Oceans Eating Away at Yet Another Part of Antarctica
The Antarctic Peninsula is one of the fastest warming spots on the planet, and it was thought that the rising air temperature was driving the melt of the glaciers along its fringes. But it is actually warm ocean waters that are eating away at the ice along part of its western side, a group of scientists reported Thursday in the journal Science.
The study adds to a spate of research in the last few years that have pointed the finger at warm ocean currents as the key culprit in undercutting the glaciers that serve as doorstops to Antarctica’s massive ice sheets. As those glaciers wilt away, the land-bound ice behind them can flow faster to the sea, with the potential to significantly raise global sea levels. Coastal areas around the world will be swamped, putting millions of people and billions of dollars of infrastructure in peril.
“Now we know that ocean warming is not only affecting the large ice streams and ice shelves of West Antarctica, but also the small glaciers of the separate Antarctic Peninsula ice sheet,” study co-author Alison Cook said in an email. “Understanding this link will improve predictions of sea level rise.”

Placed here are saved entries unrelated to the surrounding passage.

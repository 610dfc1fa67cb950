//! Property-based tests for lattice region finding, transforms and location.

use std::f64::consts::PI;
use std::path::Path;

use nalgebra::{Point3, Vector3};
use proptest::prelude::*;

use zonetrack::geometry::Geometry;
use zonetrack::lattice::{ClusterRing, Lattice, LatticeKind};
use zonetrack::locate::locate;
use zonetrack::settings::Settings;
use zonetrack::transform::{EulerConvention, Rotation, Transform, TransformOrder};
use zonetrack::universe::Catalog;

fn lattice(kind: LatticeKind) -> Lattice {
    let count = kind.element_count();
    Lattice::new(kind, [0.0; 3], vec![None; count], vec![])
}

fn convention() -> impl Strategy<Value = EulerConvention> {
    prop_oneof![Just(EulerConvention::XYZ), Just(EulerConvention::ZYZ)]
}

fn order() -> impl Strategy<Value = TransformOrder> {
    prop_oneof![
        Just(TransformOrder::TranslateThenRotate),
        Just(TransformOrder::RotateThenTranslate),
    ]
}

proptest! {
    #[test]
    fn square_lattice_covers_its_extent(
        nx in 1usize..8,
        ny in 1usize..8,
        pitch in 0.5f64..3.0,
        u in 0.001f64..0.999,
        v in 0.001f64..0.999,
    ) {
        let lat = lattice(LatticeKind::Square { nx, ny, pitch });
        let (wx, wy) = (nx as f64 * pitch, ny as f64 * pitch);
        let mut pos = Point3::new((u - 0.5) * wx, (v - 0.5) * wy, 1.0);

        let index = lat.find_region(&mut pos, None);
        prop_assert!(matches!(index, Some(i) if i < nx * ny));
        prop_assert!(pos.x.abs() <= 0.5 * pitch + 1e-9);
        prop_assert!(pos.y.abs() <= 0.5 * pitch + 1e-9);
        prop_assert!((pos.z - 1.0).abs() < 1e-12);
    }

    #[test]
    fn square_lattice_rejects_points_beyond_its_extent(
        nx in 1usize..8,
        ny in 1usize..8,
        pitch in 0.5f64..3.0,
        margin in 0.01f64..10.0,
        y in -1.0f64..1.0,
    ) {
        let lat = lattice(LatticeKind::Square { nx, ny, pitch });
        let edge = 0.5 * nx as f64 * pitch;
        let mut pos = Point3::new(edge + margin, y, 0.0);
        prop_assert_eq!(lat.find_region(&mut pos, None), None);
        let mut pos = Point3::new(-edge - margin, y, 0.0);
        prop_assert_eq!(lat.find_region(&mut pos, None), None);
    }

    #[test]
    fn cluster_sectors_are_uniform(
        count in 1usize..24,
        sector in 0usize..24,
        radius in 0.5f64..5.0,
        tilt in -180.0f64..180.0,
        fraction in -0.49f64..0.49,
    ) {
        let sector = sector % count;
        let width = 2.0 * PI / count as f64;
        let rings = vec![ClusterRing { count, radius, tilt }];
        let lat = lattice(LatticeKind::Cluster { rings });

        let theta = tilt.to_radians() + sector as f64 * width + fraction * width;
        let mut pos = Point3::new(radius * theta.cos(), radius * theta.sin(), 0.0);
        prop_assert_eq!(lat.find_region(&mut pos, None), Some(sector));
        // the sector centre sits on the ring, so the point lands near the local origin
        prop_assert!(pos.coords.norm() <= radius * width * 0.5 + 1e-9);
    }

    #[test]
    fn transforms_invert_exactly(
        angles in prop::array::uniform3(-180.0f64..180.0),
        convention in convention(),
        order in order(),
        t in prop::array::uniform3(-10.0f64..10.0),
        p in prop::array::uniform3(-10.0f64..10.0),
    ) {
        let rotation = Rotation::Euler { angles, convention };
        let transform = Transform::new(Vector3::from(t), rotation, order).unwrap();

        let start = Point3::from(p);
        let mut pos = start;
        let mut dir = Vector3::new(0.6, 0.0, 0.8);
        transform.apply(&mut pos, &mut dir);
        prop_assert!((dir.norm() - 1.0).abs() < 1e-12);
        transform.invert(&mut pos, &mut dir);

        prop_assert!((pos - start).norm() < 1e-9);
        prop_assert!((dir - Vector3::new(0.6, 0.0, 0.8)).norm() < 1e-12);

        let mut local = start;
        let mut dir = Vector3::z();
        transform.apply(&mut local, &mut dir);
        prop_assert!((transform.invert_point(local) - start).norm() < 1e-9);
    }
}

proptest! {
    #![proptest_config(ProptestConfig::with_cases(64))]

    #[test]
    fn location_is_deterministic_across_contexts(
        points in prop::collection::vec(prop::array::uniform3(0.0f64..1.0), 1..32),
    ) {
        let path = Path::new(env!("CARGO_MANIFEST_DIR")).join("config/pin_cell.json");
        let catalog = Catalog::from_json_file(path).unwrap();
        let [min, max] = catalog.bounds.unwrap();
        let geometry = Geometry::new(catalog, &Settings::default()).unwrap();

        let mut first = geometry.new_context(0);
        let mut second = geometry.new_context(1);
        for u in &points {
            let p = Point3::from([0usize, 1, 2].map(|i| min[i] + u[i] * (max[i] - min[i])));
            let a = locate(&geometry, &mut first, p, Vector3::x()).unwrap();
            let zone = first.last_zone_index();
            prop_assert!(zone <= geometry.max_zone());

            // the other context has seen a different history
            locate(&geometry, &mut second, Point3::origin(), Vector3::y()).unwrap();
            let b = locate(&geometry, &mut second, p, Vector3::x()).unwrap();
            prop_assert_eq!(a, b);
            prop_assert_eq!(zone, second.last_zone_index());
        }
    }
}
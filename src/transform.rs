//! Coordinate transforms between a universe and the geometry it is filled into.
//!
//! A [`Transform`] moves a position-direction pair from the parent frame into a
//! child universe's local frame. The operation order is a property of the
//! record and the inverse is exact, so surface parameters can be mapped back
//! into the parent frame with [`Transform::invert`].
//!
//! A [`Symmetry`] folds a point into the primary sector of a rotationally or
//! reflectively symmetric universe before the universe is searched.

use nalgebra::{Matrix2, Matrix3, Point3, Rotation3, Vector2, Vector3};
use serde::Deserialize;
use std::f64::consts::PI;

use crate::error::GeometryError;


/// Order in which a transform applies its translation and rotation.
#[derive(Debug, Clone, Copy, PartialEq, Eq, Deserialize)]
#[serde(try_from = "u8")]
pub enum TransformOrder {
    /// `p' = R (p - t)`
    TranslateThenRotate,
    /// `p' = R p - t`
    RotateThenTranslate,
}

impl TryFrom<u8> for TransformOrder {
    type Error = GeometryError;

    fn try_from(tag: u8) -> Result<Self, Self::Error> {
        match tag {
            1 => Ok(Self::TranslateThenRotate),
            2 => Ok(Self::RotateThenTranslate),
            other => Err(GeometryError::InvalidTransformOrder(other)),
        }
    }
}

#[derive(Debug, Clone, Copy, PartialEq, Eq, Deserialize)]
pub enum EulerConvention {
    XYZ,
    ZYZ,
}

/// How the rotation part of a transform is given.
#[derive(Debug, Clone, PartialEq, Deserialize)]
#[serde(rename_all = "snake_case")]
pub enum Rotation {
    None,
    /// Explicit row-major matrix.
    Matrix([[f64; 3]; 3]),
    /// Matrix derived from Euler angles in degrees.
    Euler {
        angles: [f64; 3],
        convention: EulerConvention,
    },
}

impl Default for Rotation {
    fn default() -> Self {
        Self::None
    }
}

impl Rotation {
    fn matrix(&self) -> Option<Matrix3<f64>> {
        match self {
            Rotation::None => None,
            Rotation::Matrix(rows) => Some(Matrix3::from_fn(|i, j| rows[i][j])),
            Rotation::Euler { angles, convention } => {
                let [a, b, c] = angles.map(f64::to_radians);
                let rot = match convention {
                    EulerConvention::XYZ => {
                        Rotation3::from_axis_angle(&Vector3::x_axis(), a)
                            * Rotation3::from_axis_angle(&Vector3::y_axis(), b)
                            * Rotation3::from_axis_angle(&Vector3::z_axis(), c)
                    }
                    EulerConvention::ZYZ => {
                        Rotation3::from_axis_angle(&Vector3::z_axis(), a)
                            * Rotation3::from_axis_angle(&Vector3::y_axis(), b)
                            * Rotation3::from_axis_angle(&Vector3::z_axis(), c)
                    }
                };
                Some(rot.into_inner())
            }
        }
    }
}

#[derive(Debug, Clone, Deserialize)]
struct TransformRecord {
    #[serde(default)]
    translation: [f64; 3],
    #[serde(default)]
    rotation: Rotation,
    #[serde(default = "default_order")]
    order: TransformOrder,
    #[serde(default)]
    element: Option<usize>,
}

fn default_order() -> TransformOrder {
    TransformOrder::TranslateThenRotate
}

/// A placement of a child universe inside its parent.
#[derive(Debug, Clone, PartialEq, Deserialize)]
#[serde(try_from = "TransformRecord")]
pub struct Transform {
    pub translation: Vector3<f64>,
    rotation: Option<Matrix3<f64>>,
    inverse: Option<Matrix3<f64>>,
    pub order: TransformOrder,
    /// Lattice element this transform is restricted to.
    pub element: Option<usize>,
}

impl TryFrom<TransformRecord> for Transform {
    type Error = GeometryError;

    fn try_from(record: TransformRecord) -> Result<Self, Self::Error> {
        let mut transform = Transform::new(
            Vector3::from(record.translation),
            record.rotation,
            record.order,
        )?;
        transform.element = record.element;
        Ok(transform)
    }
}

impl Transform {
    pub fn new(
        translation: Vector3<f64>,
        rotation: Rotation,
        order: TransformOrder,
    ) -> Result<Self, GeometryError> {
        let rotation = rotation.matrix();
        let inverse = match rotation {
            Some(matrix) => Some(matrix.try_inverse().ok_or_else(|| {
                GeometryError::Parse(format!("rotation matrix {} is singular", matrix))
            })?),
            None => None,
        };

        Ok(Self {
            translation,
            rotation,
            inverse,
            order,
            element: None,
        })
    }

    pub fn translation(translation: Vector3<f64>) -> Self {
        Self {
            translation,
            rotation: None,
            inverse: None,
            order: TransformOrder::TranslateThenRotate,
            element: None,
        }
    }

    /// Restricts the transform to one lattice element.
    pub fn for_element(mut self, element: usize) -> Self {
        self.element = Some(element);
        self
    }

    /// Maps a position and direction from the parent frame into the local frame.
    #[inline]
    pub fn apply(&self, pos: &mut Point3<f64>, dir: &mut Vector3<f64>) {
        match self.order {
            TransformOrder::TranslateThenRotate => {
                *pos -= self.translation;
                if let Some(rot) = &self.rotation {
                    *pos = Point3::from(rot * pos.coords);
                }
            }
            TransformOrder::RotateThenTranslate => {
                if let Some(rot) = &self.rotation {
                    *pos = Point3::from(rot * pos.coords);
                }
                *pos -= self.translation;
            }
        }
        if let Some(rot) = &self.rotation {
            *dir = rot * *dir;
        }
    }

    /// Exact inverse of [`Transform::apply`].
    #[inline]
    pub fn invert(&self, pos: &mut Point3<f64>, dir: &mut Vector3<f64>) {
        match self.order {
            TransformOrder::TranslateThenRotate => {
                if let Some(inv) = &self.inverse {
                    *pos = Point3::from(inv * pos.coords);
                }
                *pos += self.translation;
            }
            TransformOrder::RotateThenTranslate => {
                *pos += self.translation;
                if let Some(inv) = &self.inverse {
                    *pos = Point3::from(inv * pos.coords);
                }
            }
        }
        if let Some(inv) = &self.inverse {
            *dir = inv * *dir;
        }
    }

    /// Maps a local point back to the parent frame.
    pub fn invert_point(&self, point: Point3<f64>) -> Point3<f64> {
        let mut pos = point;
        let mut dir = Vector3::z();
        self.invert(&mut pos, &mut dir);
        pos
    }
}

#[derive(Debug, Clone, Copy, PartialEq, Eq, Deserialize)]
pub enum Axis {
    X,
    Y,
    Z,
}

impl Axis {
    /// Indices of the two coordinates spanning the plane normal to the axis.
    #[inline]
    fn plane(self) -> (usize, usize) {
        match self {
            Axis::X => (1, 2),
            Axis::Y => (2, 0),
            Axis::Z => (0, 1),
        }
    }
}

#[derive(Debug, Clone, Copy, PartialEq, Eq, Deserialize)]
pub enum SymmetryKind {
    Periodic,
    Reflective,
}

/// Sector symmetry about an axis. Angles are in degrees.
#[derive(Debug, Clone, PartialEq, Deserialize)]
pub struct Symmetry {
    pub axis: Axis,
    pub centre: [f64; 2],
    pub start: f64,
    pub width: f64,
    pub kind: SymmetryKind,
}

impl Symmetry {
    /// Folds a position and direction into the sector `[start, start + width)`.
    pub fn fold(&self, pos: &mut Point3<f64>, dir: &mut Vector3<f64>) {
        let (i, j) = self.axis.plane();
        let start = self.start.to_radians();
        let width = self.width.to_radians();

        let rel = Vector2::new(pos[i] - self.centre[0], pos[j] - self.centre[1]);
        let theta = rel.y.atan2(rel.x);
        let sector = ((theta - start) / width).floor();
        if sector == 0.0 {
            return;
        }

        let turn = -sector * width;
        let (s, c) = turn.sin_cos();
        let mut op = Matrix2::new(c, -s, s, c);

        if self.kind == SymmetryKind::Reflective && (sector as i64).rem_euclid(2) == 1 {
            // mirror across the sector bisector after the turn
            let phi = 2.0 * (start + 0.5 * width);
            let (s2, c2) = phi.sin_cos();
            op = Matrix2::new(c2, s2, s2, -c2) * op;
        }

        let folded = op * rel;
        pos[i] = folded.x + self.centre[0];
        pos[j] = folded.y + self.centre[1];

        let d = op * Vector2::new(dir[i], dir[j]);
        dir[i] = d.x;
        dir[j] = d.y;
    }
}

/// Normalises an angle into `[0, 2π)`.
#[inline]
pub fn normalise_angle(angle: f64) -> f64 {
    let wrapped = angle.rem_euclid(2.0 * PI);
    // rem_euclid may round up to exactly 2π for tiny negative inputs
    if wrapped >= 2.0 * PI {
        0.0
    } else {
        wrapped
    }
}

While the rest of the continent’s coastline features vast rivers of ice that flow to the sea, the west side of the Antarctic Peninsula is made up of “over 600 small glaciers of varying shapes and sizes,” Cook, a glaciologist at Durham University in England, said, few of which had been studied in any detail.
The peninsula — an arm of land that stretches up from the rest of Antarctica toward the southern tip of South America — has warmed about 5°F (2.8°C) in the past 50 years. Unsurprisingly, the region has seen considerable ice melt, and that melt was blamed on the surging air temperatures driven by the broader warming of the planet's atmosphere.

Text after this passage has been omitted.